**Problem statement**
Whenever a line below mentions the word "production", that line should be copied.

**Extracted records**
++++++++++++++++++++

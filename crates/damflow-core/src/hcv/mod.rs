/// Hollow-cone valve (HCV) discharge lookup.
///
/// The dam carries two bypass valves (left and right); each is rated by
/// the same empirical grid over opening percent and reservoir level.
pub mod table;

use crate::interpolate;

/// Discharge through one valve [m^3/s].
///
/// Bilinear interpolation over the rating grid. Inputs outside the rated
/// rectangle (level below 80 or above 110 mdpl, opening outside 0-100%)
/// contribute nothing: the lookup yields 0.0 rather than extrapolating.
/// A closed or unset valve therefore always reads as zero discharge.
pub fn discharge(opening_percent: f64, reservoir_level: f64) -> f64 {
    interpolate::bilinear(
        &table::OPENING_PERCENT,
        &table::RESERVOIR_LEVEL,
        &table::DISCHARGE,
        opening_percent,
        reservoir_level,
    )
    .unwrap_or(0.0)
}

#[cfg(test)]
mod tests {
    use super::*;
    use approx::assert_relative_eq;

    // -- Exact table points --

    #[test]
    fn grid_corners() {
        assert_relative_eq!(discharge(50.0, 80.0), 85.60);
        assert_relative_eq!(discharge(100.0, 110.0), 200.00);
        assert_relative_eq!(discharge(5.0, 80.0), 15.90);
        assert_relative_eq!(discharge(100.0, 80.0), 142.90);
    }

    #[test]
    fn closed_valve_yields_zero_at_every_level() {
        for level in 80..=110 {
            assert_eq!(discharge(0.0, level as f64), 0.0);
        }
    }

    // -- Interpolation between table points --

    #[test]
    fn interpolates_between_levels() {
        // Opening 50% between levels 80 and 81: midway between 85.60 and 86.95.
        assert_relative_eq!(discharge(50.0, 80.5), 86.275, epsilon = 1e-9);
    }

    #[test]
    fn interpolates_on_nonuniform_opening_axis() {
        // Level 80 between openings 50% and 60%: midway between 85.60 and 98.80.
        assert_relative_eq!(discharge(55.0, 80.0), 92.20, epsilon = 1e-9);
    }

    #[test]
    fn interpolated_values_bracketed_by_cell_corners() {
        let v = discharge(52.5, 90.5);
        assert!(v > discharge(50.0, 90.0));
        assert!(v < discharge(60.0, 91.0));
    }

    // -- Out-of-domain policy --

    #[test]
    fn out_of_domain_yields_zero() {
        assert_eq!(discharge(50.0, 79.9), 0.0);
        assert_eq!(discharge(50.0, 110.1), 0.0);
        assert_eq!(discharge(-1.0, 90.0), 0.0);
        assert_eq!(discharge(100.1, 90.0), 0.0);
    }

    #[test]
    fn unset_level_resolved_to_zero_yields_zero() {
        // A missing reservoir reading resolves to 0 mdpl, far below the grid.
        assert_eq!(discharge(50.0, 0.0), 0.0);
    }
}
/// Mass-balance simulation of reservoir elevation over one time step.
///
/// A single transition: net flow over the duration becomes a volume
/// delta, which moves the reservoir along the storage rating curve to a
/// new elevation. The simulator holds no state; callers chain steps by
/// re-seeding the initial elevation with the previous final one.
use crate::reservoir::curves;
use crate::reservoir::ReservoirState;

/// Seconds in one hour.
pub const SECONDS_PER_HOUR: f64 = 3600.0;

/// Cubic metres per MCM.
pub const CUBIC_METRES_PER_MCM: f64 = 1e6;

/// Inputs to one mass-balance step. Flows in m^3/s.
#[derive(Debug, Clone, Copy, Default)]
pub struct StepInputs {
    /// Reservoir elevation at the start of the step [mdpl]; absent means
    /// no simulation is possible.
    pub initial_elevation: Option<f64>,
    /// Total inflow.
    pub inflow: f64,
    /// Spillway outflow component.
    pub spillway_outflow: f64,
    /// Turbine outflow component.
    pub turbine_outflow: f64,
    /// Combined valve outflow component.
    pub valve_outflow: f64,
    /// Step duration [h].
    pub duration_hours: f64,
}

/// Result of one mass-balance step.
///
/// When `valid` is false the step could not run (no initial elevation)
/// and every derived field is the 0.0 sentinel; callers must check
/// before presenting the numbers as meaningful.
#[derive(Debug, Clone)]
pub struct StepResult {
    /// Sum of the outflow components [m^3/s].
    pub outflow_total: f64,
    /// Net flow: inflow minus outflow [m^3/s], signed.
    pub net_flow: f64,
    /// Volume change over the step [MCM], signed.
    pub volume_delta: f64,
    /// Starting elevation [mdpl].
    pub initial_elevation: f64,
    /// Storage at the starting elevation [MCM].
    pub initial_capacity: f64,
    /// Storage after the step [MCM].
    pub final_capacity: f64,
    /// Elevation after the step [mdpl].
    pub final_elevation: f64,
    /// Water surface area after the step [km^2].
    pub final_area: f64,
    /// Step duration [h].
    pub duration_hours: f64,
    /// False when no initial elevation was supplied.
    pub valid: bool,
}

impl StepResult {
    /// Elevation change over the step [m], signed.
    pub fn elevation_delta(&self) -> f64 {
        self.final_elevation - self.initial_elevation
    }

    /// Reservoir snapshot after the step.
    pub fn final_state(&self) -> ReservoirState {
        ReservoirState::at_elevation(self.final_elevation)
    }

    /// Human-readable rise/fall narrative for the step.
    ///
    /// Pure derived view over the step's numbers; carries no state of
    /// its own.
    pub fn interpretation(&self) -> String {
        if !self.valid {
            return "No simulation possible: initial reservoir elevation was not provided."
                .to_string();
        }
        let delta = self.elevation_delta();
        if self.net_flow > 0.0 {
            format!(
                "Net inflow of {:.2} m³/s over {:.0} h raises the reservoir \
                 from {:.2} to {:.2} mdpl ({:+.2} m).",
                self.net_flow,
                self.duration_hours,
                self.initial_elevation,
                self.final_elevation,
                delta
            )
        } else if self.net_flow < 0.0 {
            format!(
                "Net outflow of {:.2} m³/s over {:.0} h draws the reservoir \
                 down from {:.2} to {:.2} mdpl ({:+.2} m).",
                -self.net_flow,
                self.duration_hours,
                self.initial_elevation,
                self.final_elevation,
                delta
            )
        } else {
            format!(
                "Inflow and outflow balance; the reservoir holds at {:.2} mdpl \
                 over {:.0} h.",
                self.initial_elevation, self.duration_hours
            )
        }
    }
}

/// Advance the reservoir one step.
pub fn simulate_step(inputs: &StepInputs) -> StepResult {
    let outflow_total =
        inputs.spillway_outflow + inputs.turbine_outflow + inputs.valve_outflow;
    let net_flow = inputs.inflow - outflow_total;

    let initial_elevation = match inputs.initial_elevation {
        Some(elevation) => elevation,
        None => {
            return StepResult {
                outflow_total,
                net_flow,
                volume_delta: 0.0,
                initial_elevation: 0.0,
                initial_capacity: 0.0,
                final_capacity: 0.0,
                final_elevation: 0.0,
                final_area: 0.0,
                duration_hours: inputs.duration_hours,
                valid: false,
            };
        }
    };

    let seconds = inputs.duration_hours * SECONDS_PER_HOUR;
    let volume_delta = net_flow * seconds / CUBIC_METRES_PER_MCM;

    let initial_capacity = curves::capacity_at(initial_elevation);
    let final_capacity = initial_capacity + volume_delta;
    let final_elevation = curves::elevation_at(final_capacity);

    StepResult {
        outflow_total,
        net_flow,
        volume_delta,
        initial_elevation,
        initial_capacity,
        final_capacity,
        final_elevation,
        final_area: curves::area_at(final_elevation),
        duration_hours: inputs.duration_hours,
        valid: true,
    }
}
use crate::app_config::{AppConfig, Environment};
use crate::error::ConfigError;
use crate::language::Language;

/// Load application configuration from environment variables.
///
/// Calls `dotenvy::dotenv().ok()` to load `.env` files before reading env vars.
///
/// # Errors
///
/// Returns `ConfigError` if a value is invalid.
pub fn load_app_config() -> Result<AppConfig, ConfigError> {
    dotenvy::dotenv().ok();
    load_app_config_from_env()
}

/// Load application configuration from environment variables already in the process.
///
/// Unlike [`load_app_config`], this does NOT load `.env` files.
///
/// # Errors
///
/// Returns `ConfigError` if a value is invalid.
pub fn load_app_config_from_env() -> Result<AppConfig, ConfigError> {
    build_app_config(|key| std::env::var(key))
}

/// Build application configuration using the provided env-var lookup function.
///
/// Decoupled from the process environment so it can be tested with a plain
/// `HashMap` lookup.
fn build_app_config<F>(lookup: F) -> Result<AppConfig, ConfigError>
where
    F: Fn(&str) -> Result<String, std::env::VarError>,
{
    use std::net::SocketAddr;
    use std::path::PathBuf;

    let or_default = |var: &str, default: &str| -> String {
        lookup(var).unwrap_or_else(|_| default.to_string())
    };

    let invalid = |var: &str, reason: String| ConfigError::InvalidEnvVar {
        var: var.to_string(),
        reason,
    };

    let env = parse_environment(&or_default("EUALT_ENV", "development"))?;

    let bind_addr = or_default("EUALT_BIND_ADDR", "0.0.0.0:3000")
        .parse::<SocketAddr>()
        .map_err(|e| invalid("EUALT_BIND_ADDR", e.to_string()))?;

    let log_level = or_default("EUALT_LOG_LEVEL", "info");
    let catalog_path = PathBuf::from(or_default("EUALT_CATALOG_PATH", "./data/catalog.json"));
    let translations_path = PathBuf::from(or_default(
        "EUALT_TRANSLATIONS_PATH",
        "./config/translations.yaml",
    ));

    let default_language = or_default("EUALT_DEFAULT_LANGUAGE", "fr")
        .parse::<Language>()
        .map_err(|e| invalid("EUALT_DEFAULT_LANGUAGE", e.to_string()))?;

    let filter_cache_capacity = or_default("EUALT_FILTER_CACHE_CAPACITY", "256")
        .parse::<usize>()
        .map_err(|e| invalid("EUALT_FILTER_CACHE_CAPACITY", e.to_string()))?;

    Ok(AppConfig {
        env,
        bind_addr,
        log_level,
        catalog_path,
        translations_path,
        default_language,
        filter_cache_capacity,
    })
}

/// Parse a string into an `Environment` variant.
fn parse_environment(s: &str) -> Result<Environment, ConfigError> {
    match s.trim() {
        "development" => Ok(Environment::Development),
        "production" => Ok(Environment::Production),
        "test" => Ok(Environment::Test),
        other => Err(ConfigError::InvalidEnvVar {
            var: "EUALT_ENV".to_string(),
            reason: format!("unknown environment {other:?}; expected development, test or production"),
        }),
    }
}

#[cfg(test)]
#[path = "config_test.rs"]
mod tests;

++++++++++++++++++++

**Written solution**
        "production" => Ok(Environment::Production),
            reason: format!("unknown environment {other:?}; expected development, test or production"),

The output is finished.